Grouting and Ground Treatment: Proceedings of the Third International Conference, (ASCE)
Deep Mixing: An Owner’s Perspective
D. P. Shiells, T. W. Pelnik III, G. M. Filz
The proposed $2.4 billion replacement of the Woodrow Wilson Bridge, which carries Interstate I-95 across the Potomac River, will require significant realignment and widening of approach interchanges in Virginia and Maryland. Just west of the bridge on the Virginia side, the footprint of the I-95/Route 1 Interchange will be doubled. Maintenance of traffic flow and a looming completion deadline require rapid construction of new embankments over thick deposits of very soft ground. Deep soil mixing will be used to make soil-cement columns for support of the new highway embankments, to protect existing features, and to provide a staging area for subsequent interchange bridge construction.
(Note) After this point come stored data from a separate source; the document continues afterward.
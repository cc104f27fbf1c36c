// SPDX-License-Identifier: MIT OR Apache-2.0
//! Rigid shapes: the data every scene object carries.
//!
//! A [`RigidShape`] is the unit the physics step works on. Its collision
//! volume is always the axis-aligned box `scale` wide centered on
//! `position`, whatever its [`ShapeKind`] looks like on screen.

use crate::aabb::Aabb;
use glam::{Mat4, Vec3};

/// Geometry family of a shape, used by the renderer to pick a mesh
#[derive(Debug, Clone, PartialEq)]
pub enum ShapeKind {
    /// Unit cube
    Cube,
    /// UV sphere
    Sphere {
        /// Radius in local units
        radius: f32,
    },
    /// Y-aligned cylinder
    Cylinder {
        /// Radius in local units
        radius: f32,
        /// Height in local units
        height: f32,
    },
    /// Flat quad on the XZ plane
    Plane,
    /// Imported model
    Mesh {
        /// Asset path the renderer loads the mesh from
        source: String,
    },
    /// Animated water surface
    Water {
        /// Extent along X
        width: f32,
        /// Extent along Z
        depth: f32,
        /// Grid vertices per side
        resolution: u32,
    },
}

impl ShapeKind {
    /// Short name for logs
    pub fn name(&self) -> &'static str {
        match self {
            ShapeKind::Cube => "cube",
            ShapeKind::Sphere { .. } => "sphere",
            ShapeKind::Cylinder { .. } => "cylinder",
            ShapeKind::Plane => "plane",
            ShapeKind::Mesh { .. } => "mesh",
            ShapeKind::Water { .. } => "water",
        }
    }
}

/// A scene object with position, velocity and an AABB collision volume
#[derive(Debug, Clone, PartialEq)]
pub struct RigidShape {
    /// Geometry used for drawing
    pub kind: ShapeKind,
    /// World-space center
    pub position: Vec3,
    /// Units per second
    pub velocity: Vec3,
    /// Full size along each axis; also the collision box size
    pub scale: Vec3,
    /// Euler angles in degrees, applied X then Y then Z. Visual only.
    pub rotation: Vec3,
    /// Base color handed to the renderer
    pub color: Vec3,
    /// Optional material or texture tag
    pub material: Option<String>,
    /// Accumulate world gravity into `velocity.y`
    pub use_gravity: bool,
    /// Never integrated, still collides
    pub is_static: bool,
    /// Takes part in pairwise checks, as prober and as target
    pub has_collision: bool,
}

impl RigidShape {
    /// Create a shape at the origin with unit scale, collision on and no gravity
    pub fn new(kind: ShapeKind) -> Self {
        Self {
            kind,
            position: Vec3::ZERO,
            velocity: Vec3::ZERO,
            scale: Vec3::ONE,
            rotation: Vec3::ZERO,
            color: Vec3::ONE,
            material: None,
            use_gravity: false,
            is_static: false,
            has_collision: true,
        }
    }

    /// Unit cube
    pub fn cube() -> Self {
        Self::new(ShapeKind::Cube)
    }

    /// Sphere whose collision box encloses it
    pub fn sphere(radius: f32) -> Self {
        Self::new(ShapeKind::Sphere { radius }).with_scale(Vec3::splat(radius * 2.0))
    }

    /// Flat plane
    pub fn plane() -> Self {
        Self::new(ShapeKind::Plane)
    }

    /// Builder: set position
    pub fn with_position(mut self, position: Vec3) -> Self {
        self.position = position;
        self
    }

    /// Builder: set scale
    pub fn with_scale(mut self, scale: Vec3) -> Self {
        self.scale = scale;
        self
    }

    /// Builder: set color
    pub fn with_color(mut self, color: Vec3) -> Self {
        self.color = color;
        self
    }

    /// Builder: set material tag
    pub fn with_material(mut self, material: impl Into<String>) -> Self {
        self.material = Some(material.into());
        self
    }

    /// Builder: toggle gravity
    pub fn with_gravity(mut self, use_gravity: bool) -> Self {
        self.use_gravity = use_gravity;
        self
    }

    /// Builder: mark static
    pub fn with_static(mut self, is_static: bool) -> Self {
        self.is_static = is_static;
        self
    }

    /// Builder: toggle collision
    pub fn with_collision(mut self, has_collision: bool) -> Self {
        self.has_collision = has_collision;
        self
    }

    /// Move the shape
    pub fn set_position(&mut self, position: Vec3) {
        self.position = position;
    }

    /// Resize the shape (and its collision box)
    pub fn set_scale(&mut self, scale: Vec3) {
        self.scale = scale;
    }

    /// Accumulate `angle` degrees of rotation around each axis weighted by `axis`
    pub fn rotate(&mut self, angle: f32, axis: Vec3) {
        self.rotation += axis * angle;
    }

    /// Current collision box
    pub fn aabb(&self) -> Aabb {
        Aabb::from_scale(self.position, self.scale)
    }

    /// Collision box this shape would have if it were centered at `position`
    pub fn aabb_at(&self, position: Vec3) -> Aabb {
        Aabb::from_scale(position, self.scale)
    }

    /// Closed-interval AABB overlap against another shape.
    ///
    /// Reports overlap only; no depth or normal is computed. Flags are not
    /// consulted here, callers filter on `has_collision`.
    pub fn check_collision(&self, other: &RigidShape) -> bool {
        self.aabb().overlaps(&other.aabb())
    }

    /// Model transform: translate, rotate X/Y/Z, then scale
    pub fn model_matrix(&self) -> Mat4 {
        Mat4::from_translation(self.position)
            * Mat4::from_rotation_x(self.rotation.x.to_radians())
            * Mat4::from_rotation_y(self.rotation.y.to_radians())
            * Mat4::from_rotation_z(self.rotation.z.to_radians())
            * Mat4::from_scale(self.scale)
    }

    /// True if the physics step integrates this shape
    pub fn is_dynamic(&self) -> bool {
        !self.is_static
    }
}

impl Default for RigidShape {
    fn default() -> Self {
        Self::cube()
    }
}

#[cfg(test)]
mod tests {
    use super::*;

    #[test]
    fn test_defaults() {
        let shape = RigidShape::cube();
        assert_eq!(shape.scale, Vec3::ONE);
        assert!(shape.has_collision);
        assert!(!shape.use_gravity);
        assert!(shape.is_dynamic());
        assert_eq!(shape.color, Vec3::ONE);
    }

    #[test]
    fn test_check_collision_symmetric() {
        let floor = RigidShape::plane()
            .with_position(Vec3::new(0.0, -2.5, 0.0))
            .with_scale(Vec3::new(40.0, 0.1, 40.0));
        let cube = RigidShape::cube().with_position(Vec3::new(0.5, -2.0, 0.0));
        let far = RigidShape::cube().with_position(Vec3::new(0.5, 5.0, 0.0));

        assert!(cube.check_collision(&floor));
        assert!(floor.check_collision(&cube));
        assert!(!far.check_collision(&floor));
        assert!(!floor.check_collision(&far));
    }

    #[test]
    fn test_rotation_is_not_collision_relevant() {
        let mut a = RigidShape::cube();
        let b = RigidShape::cube().with_position(Vec3::new(1.2, 0.0, 0.0));
        assert!(!a.check_collision(&b));

        a.rotate(45.0, Vec3::Y);
        assert!(!a.check_collision(&b));
        assert_eq!(a.aabb(), RigidShape::cube().aabb());
    }

    #[test]
    fn test_sphere_box_encloses_radius() {
        let sphere = RigidShape::sphere(1.0);
        assert_eq!(sphere.scale, Vec3::splat(2.0));
        assert_eq!(sphere.aabb().half_extents, Vec3::ONE);
    }

    #[test]
    fn test_model_matrix_translates_and_scales() {
        let shape = RigidShape::cube()
            .with_position(Vec3::new(1.0, 2.0, 3.0))
            .with_scale(Vec3::new(2.0, 4.0, 6.0));

        let corner = shape.model_matrix().transform_point3(Vec3::splat(0.5));
        assert!(corner.abs_diff_eq(Vec3::new(2.0, 4.0, 6.0), 1e-5));
    }
}
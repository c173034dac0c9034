pub mod config;
pub mod logging;

pub mod check;
pub mod probe;
pub mod registry;
pub mod report;
pub mod rewrite;
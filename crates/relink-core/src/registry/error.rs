//! Errors loading or writing the registry. All of them abort a run.

use std::io;
use std::path::PathBuf;

#[derive(Debug, thiserror::Error)]
pub enum RegistryError {
    #[error("registry file not found: {}", path.display())]
    NotFound { path: PathBuf },

    #[error("failed to read registry {}: {source}", path.display())]
    Read { path: PathBuf, source: io::Error },

    #[error("registry {} is not valid JSON: {source}", path.display())]
    InvalidJson {
        path: PathBuf,
        source: serde_json::Error,
    },

    #[error("registry {} must be a JSON object of provider records", path.display())]
    NotAnObject { path: PathBuf },

    #[error("failed to serialize registry: {0}")]
    Serialize(#[from] serde_json::Error),

    #[error("failed to write registry {}: {source}", path.display())]
    Write { path: PathBuf, source: io::Error },
}
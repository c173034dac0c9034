//! Provider registry: a JSON object mapping stable keys to `{name, url}` records.
//!
//! Keys keep their file order. Each record is kept exactly as loaded and only
//! its `url` value is ever replaced. Records that are not `{name, url}`
//! objects are carried through untouched and never probed.

mod error;
mod persist;

pub use error::RegistryError;

use serde::{Deserialize, Serialize};
use serde_json::Value;
use std::path::{Path, PathBuf};

/// One named provider.
#[derive(Debug, Clone, PartialEq, Eq, Serialize, Deserialize)]
pub struct Provider {
    pub name: String,
    pub url: String,
}

impl Provider {
    pub fn new(name: impl Into<String>, url: impl Into<String>) -> Self {
        Self {
            name: name.into(),
            url: url.into(),
        }
    }
}

#[derive(Debug, Clone)]
struct Entry {
    key: String,
    /// The record as loaded, field order included.
    record: Value,
    /// The `{name, url}` view, or why the record does not have one.
    parsed: Result<Provider, String>,
}

/// The registry loaded from one file.
#[derive(Debug, Clone)]
pub struct Registry {
    path: PathBuf,
    entries: Vec<Entry>,
    trailing_newline: bool,
}

impl Registry {
    /// Source file; `save` writes back here.
    pub fn path(&self) -> &Path {
        &self.path
    }

    /// Number of records, usable or not.
    pub fn len(&self) -> usize {
        self.entries.len()
    }

    pub fn is_empty(&self) -> bool {
        self.entries.is_empty()
    }

    /// Every record in file order: the provider, or why the record is unusable.
    pub fn records(&self) -> impl Iterator<Item = (&str, Result<&Provider, &str>)> {
        self.entries
            .iter()
            .map(|e| (e.key.as_str(), e.parsed.as_ref().map_err(String::as_str)))
    }

    /// Usable providers in file order.
    pub fn iter(&self) -> impl Iterator<Item = (&str, &Provider)> {
        self.records()
            .filter_map(|(key, parsed)| parsed.ok().map(|p| (key, p)))
    }

    pub fn get(&self, key: &str) -> Option<&Provider> {
        self.entry(key).and_then(|e| e.parsed.as_ref().ok())
    }

    /// Raw JSON of a record, exactly as it will be written.
    pub fn record(&self, key: &str) -> Option<&Value> {
        self.entry(key).map(|e| &e.record)
    }

    /// Replaces the URL of provider `key`, returning the previous one.
    /// Unusable records are never touched.
    pub fn set_url(&mut self, key: &str, url: impl Into<String>) -> Option<String> {
        let entry = self.entries.iter_mut().find(|e| e.key == key)?;
        let provider = entry.parsed.as_mut().ok()?;
        let url = url.into();
        if let Value::Object(fields) = &mut entry.record {
            fields.insert("url".to_string(), Value::String(url.clone()));
        }
        Some(std::mem::replace(&mut provider.url, url))
    }

    fn entry(&self, key: &str) -> Option<&Entry> {
        self.entries.iter().find(|e| e.key == key)
    }

    fn from_parts(path: PathBuf, entries: Vec<Entry>, trailing_newline: bool) -> Self {
        Self {
            path,
            entries,
            trailing_newline,
        }
    }
}

#[cfg(test)]
mod tests;
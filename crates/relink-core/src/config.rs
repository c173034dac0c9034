use anyhow::{Context, Result};
use serde::{Deserialize, Serialize};
use std::fs;
use std::path::{Path, PathBuf};
use std::time::Duration;

use crate::probe::ProbeOptions;
use crate::report::ReportFormat;
use crate::rewrite::PathPolicy;

/// Registry file used when neither config nor CLI names one.
pub const DEFAULT_REGISTRY_PATH: &str = "providers.json";

/// Global configuration loaded from `~/.config/relink/config.toml`.
#[derive(Debug, Clone, PartialEq, Serialize, Deserialize)]
#[serde(default)]
pub struct RelinkConfig {
    /// Registry JSON file; relative paths resolve against the working directory.
    pub registry_path: PathBuf,
    /// Bound on each HEAD/GET request, in seconds.
    pub timeout_secs: u64,
    /// Which part of the original URL survives a redirect.
    pub path_policy: PathPolicy,
    /// HEAD statuses answered with one GET retry (origins that reject HEAD).
    pub head_rejected_statuses: Vec<u32>,
    /// Optional `User-Agent` header for probes.
    pub user_agent: Option<String>,
    /// Optional report markers/delimiter; if missing, built-in defaults are used.
    pub report: Option<ReportFormat>,
}

impl Default for RelinkConfig {
    fn default() -> Self {
        let probe = ProbeOptions::default();
        Self {
            registry_path: PathBuf::from(DEFAULT_REGISTRY_PATH),
            timeout_secs: probe.timeout.as_secs(),
            path_policy: PathPolicy::default(),
            head_rejected_statuses: probe.head_rejected_statuses,
            user_agent: None,
            report: None,
        }
    }
}

impl RelinkConfig {
    pub fn probe_options(&self) -> ProbeOptions {
        ProbeOptions {
            // A zero timeout would mean "no limit" to libcurl.
            timeout: Duration::from_secs(self.timeout_secs.max(1)),
            head_rejected_statuses: self.head_rejected_statuses.clone(),
            user_agent: self.user_agent.clone(),
        }
    }

    pub fn report_format(&self) -> ReportFormat {
        self.report.clone().unwrap_or_default()
    }
}

pub fn config_path() -> Result<PathBuf> {
    let xdg_dirs = xdg::BaseDirectories::with_prefix("relink")?;
    Ok(xdg_dirs.place_config_file("config.toml")?)
}

/// Load configuration from disk, creating a default file if none exists.
pub fn load_or_init() -> Result<RelinkConfig> {
    let path = config_path()?;
    if !path.exists() {
        let default_cfg = RelinkConfig::default();
        let toml = toml::to_string_pretty(&default_cfg)?;
        if let Some(parent) = path.parent() {
            fs::create_dir_all(parent)?;
        }
        fs::write(&path, toml)?;
        tracing::info!("created default config at {}", path.display());
        return Ok(default_cfg);
    }
    load_from(&path)
}

/// Load configuration from an explicit file, which must exist.
pub fn load_from(path: &Path) -> Result<RelinkConfig> {
    let data = fs::read_to_string(path)
        .with_context(|| format!("read config file: {}", path.display()))?;
    let cfg: RelinkConfig = toml::from_str(&data)
        .with_context(|| format!("parse config file: {}", path.display()))?;
    Ok(cfg)
}
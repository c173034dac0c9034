pub mod redirect_server;
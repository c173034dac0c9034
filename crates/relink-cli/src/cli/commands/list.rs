//! `relink list` – show providers in registry order.

use anyhow::{Context, Result};
use relink_core::config::RelinkConfig;
use relink_core::registry::Registry;

pub fn run_list(cfg: &RelinkConfig) -> Result<()> {
    let registry = Registry::load(&cfg.registry_path)
        .with_context(|| format!("loading registry {}", cfg.registry_path.display()))?;
    if registry.is_empty() {
        println!("No providers in {}.", cfg.registry_path.display());
        return Ok(());
    }
    println!("{:<16} {:<24} {}", "KEY", "NAME", "URL");
    for (key, parsed) in registry.records() {
        match parsed {
            Ok(provider) => println!("{:<16} {:<24} {}", key, provider.name, provider.url),
            Err(reason) => println!("{:<16} {:<24} {}", key, "(invalid record)", reason),
        }
    }
    Ok(())
}
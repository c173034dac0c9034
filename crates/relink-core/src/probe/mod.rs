//! HTTP probing of provider URLs.
//!
//! Uses the curl crate (libcurl) with redirect following disabled so the
//! redirect response itself is observed. HEAD first; one GET when HEAD fails at
//! the transport level or the origin rejects the method.

mod classify;

pub use classify::{classify_curl_error, classify_response, REDIRECT_STATUSES};

use std::fmt;
use std::time::Duration;

/// Default per-request bound.
pub const DEFAULT_TIMEOUT: Duration = Duration::from_secs(10);

/// What a probe learned about a URL.
#[derive(Debug, Clone, PartialEq, Eq)]
pub enum ProbeOutcome {
    /// HTTP 200.
    Valid,
    /// 301/302/307/308 with a `Location` header (absolute or relative).
    Redirect { status: u32, location: String },
    /// Nothing actionable.
    Inconclusive(Inconclusive),
}

#[derive(Debug, Clone, PartialEq, Eq)]
pub enum Inconclusive {
    /// Any status that is neither 200 nor a handled redirect.
    Status(u32),
    /// Redirect status without a usable `Location`.
    MissingLocation(u32),
    Timeout,
    /// DNS, connect, TLS or protocol failure.
    Unreachable(String),
    /// curl refused the URL itself.
    InvalidUrl(String),
}

impl fmt::Display for Inconclusive {
    fn fmt(&self, f: &mut fmt::Formatter<'_>) -> fmt::Result {
        match self {
            Inconclusive::Status(code) => write!(f, "returned HTTP {}", code),
            Inconclusive::MissingLocation(code) => {
                write!(f, "returned HTTP {} without a Location header", code)
            }
            Inconclusive::Timeout => write!(f, "timed out"),
            Inconclusive::Unreachable(msg) => write!(f, "failed to respond: {}", msg),
            Inconclusive::InvalidUrl(msg) => write!(f, "invalid URL: {}", msg),
        }
    }
}

/// Something that can classify a URL. `CurlProber` talks to the network;
/// tests substitute scripted outcomes.
pub trait Prober {
    fn probe(&self, url: &str) -> ProbeOutcome;
}

#[derive(Debug, Clone)]
pub struct ProbeOptions {
    /// Bound on each HEAD or GET request (connect included).
    pub timeout: Duration,
    /// HEAD statuses that mean "method not supported here"; these get one GET.
    pub head_rejected_statuses: Vec<u32>,
    pub user_agent: Option<String>,
}

impl Default for ProbeOptions {
    fn default() -> Self {
        Self {
            timeout: DEFAULT_TIMEOUT,
            head_rejected_statuses: vec![405, 501],
            user_agent: None,
        }
    }
}

#[derive(Debug, Clone, Default)]
pub struct CurlProber {
    options: ProbeOptions,
}

impl CurlProber {
    pub fn new(options: ProbeOptions) -> Self {
        Self { options }
    }

    pub fn options(&self) -> &ProbeOptions {
        &self.options
    }

    fn get_fallback(&self, url: &str) -> ProbeOutcome {
        match request(url, Method::Get, &self.options) {
            Ok(resp) => classify_response(resp.status, &resp.headers),
            Err(e) => ProbeOutcome::Inconclusive(classify_curl_error(&e)),
        }
    }
}

impl Prober for CurlProber {
    /// Runs in the current thread; call from `spawn_blocking` if used from async code.
    fn probe(&self, url: &str) -> ProbeOutcome {
        match request(url, Method::Head, &self.options) {
            Ok(resp) if self.options.head_rejected_statuses.contains(&resp.status) => {
                tracing::debug!("HEAD {} rejected with HTTP {}, retrying with GET", url, resp.status);
                self.get_fallback(url)
            }
            Ok(resp) => classify_response(resp.status, &resp.headers),
            Err(e) if e.is_url_malformed() || e.is_unsupported_protocol() => {
                ProbeOutcome::Inconclusive(classify_curl_error(&e))
            }
            Err(e) => {
                tracing::debug!("HEAD {} failed ({}), retrying with GET", url, e);
                self.get_fallback(url)
            }
        }
    }
}

#[derive(Debug, Clone, Copy, PartialEq, Eq)]
enum Method {
    Head,
    Get,
}

/// Status line and header lines of the final (only) response.
#[derive(Debug)]
struct RawResponse {
    status: u32,
    headers: Vec<String>,
}

fn request(url: &str, method: Method, opts: &ProbeOptions) -> Result<RawResponse, curl::Error> {
    let mut headers: Vec<String> = Vec::new();
    let mut body_started = false;

    let mut easy = curl::easy::Easy::new();
    easy.url(url)?;
    match method {
        Method::Head => easy.nobody(true)?,
        Method::Get => easy.get(true)?,
    }
    easy.follow_location(false)?;
    easy.connect_timeout(opts.timeout)?;
    easy.timeout(opts.timeout)?;
    if let Some(ua) = &opts.user_agent {
        easy.useragent(ua)?;
    }

    let performed = {
        let mut transfer = easy.transfer();
        transfer.header_function(|data| {
            // Non-UTF-8 bytes (e.g. in a Location) are replaced, not dropped.
            let raw = String::from_utf8_lossy(data);
            let line = raw.trim_end();
            // A new status line starts a new header block (e.g. after 100 Continue).
            if line.starts_with("HTTP/") {
                headers.clear();
            }
            headers.push(line.to_string());
            true
        })?;
        transfer.write_function(|_data| {
            // Headers are all we need; stop at the first body chunk.
            body_started = true;
            Ok(0)
        })?;
        transfer.perform()
    };

    match performed {
        Ok(()) => {}
        Err(e) if e.is_write_error() && body_started => {}
        Err(e) => return Err(e),
    }

    let status = easy.response_code()?;
    Ok(RawResponse { status, headers })
}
During the design phase, the project team considered a variety of solutions to address design and construction requirements. The design stage investigation included typical subsurface explorations, laboratory soil tests, bench-scale mixing tests, field test columns, and a test embankment built over an array of field test columns. The reliability of in situ ground improvement was a significant concern to the owner. Findings from the design phase investigations were used with simple reliability estimates to reduce uncertainties and profile the data needed to make practical design decisions. This paper describes design alternatives, the bench scale tests, the field trial columns, and the test embankment. The impact of these activities on design and construction of the approach embankments is also presented.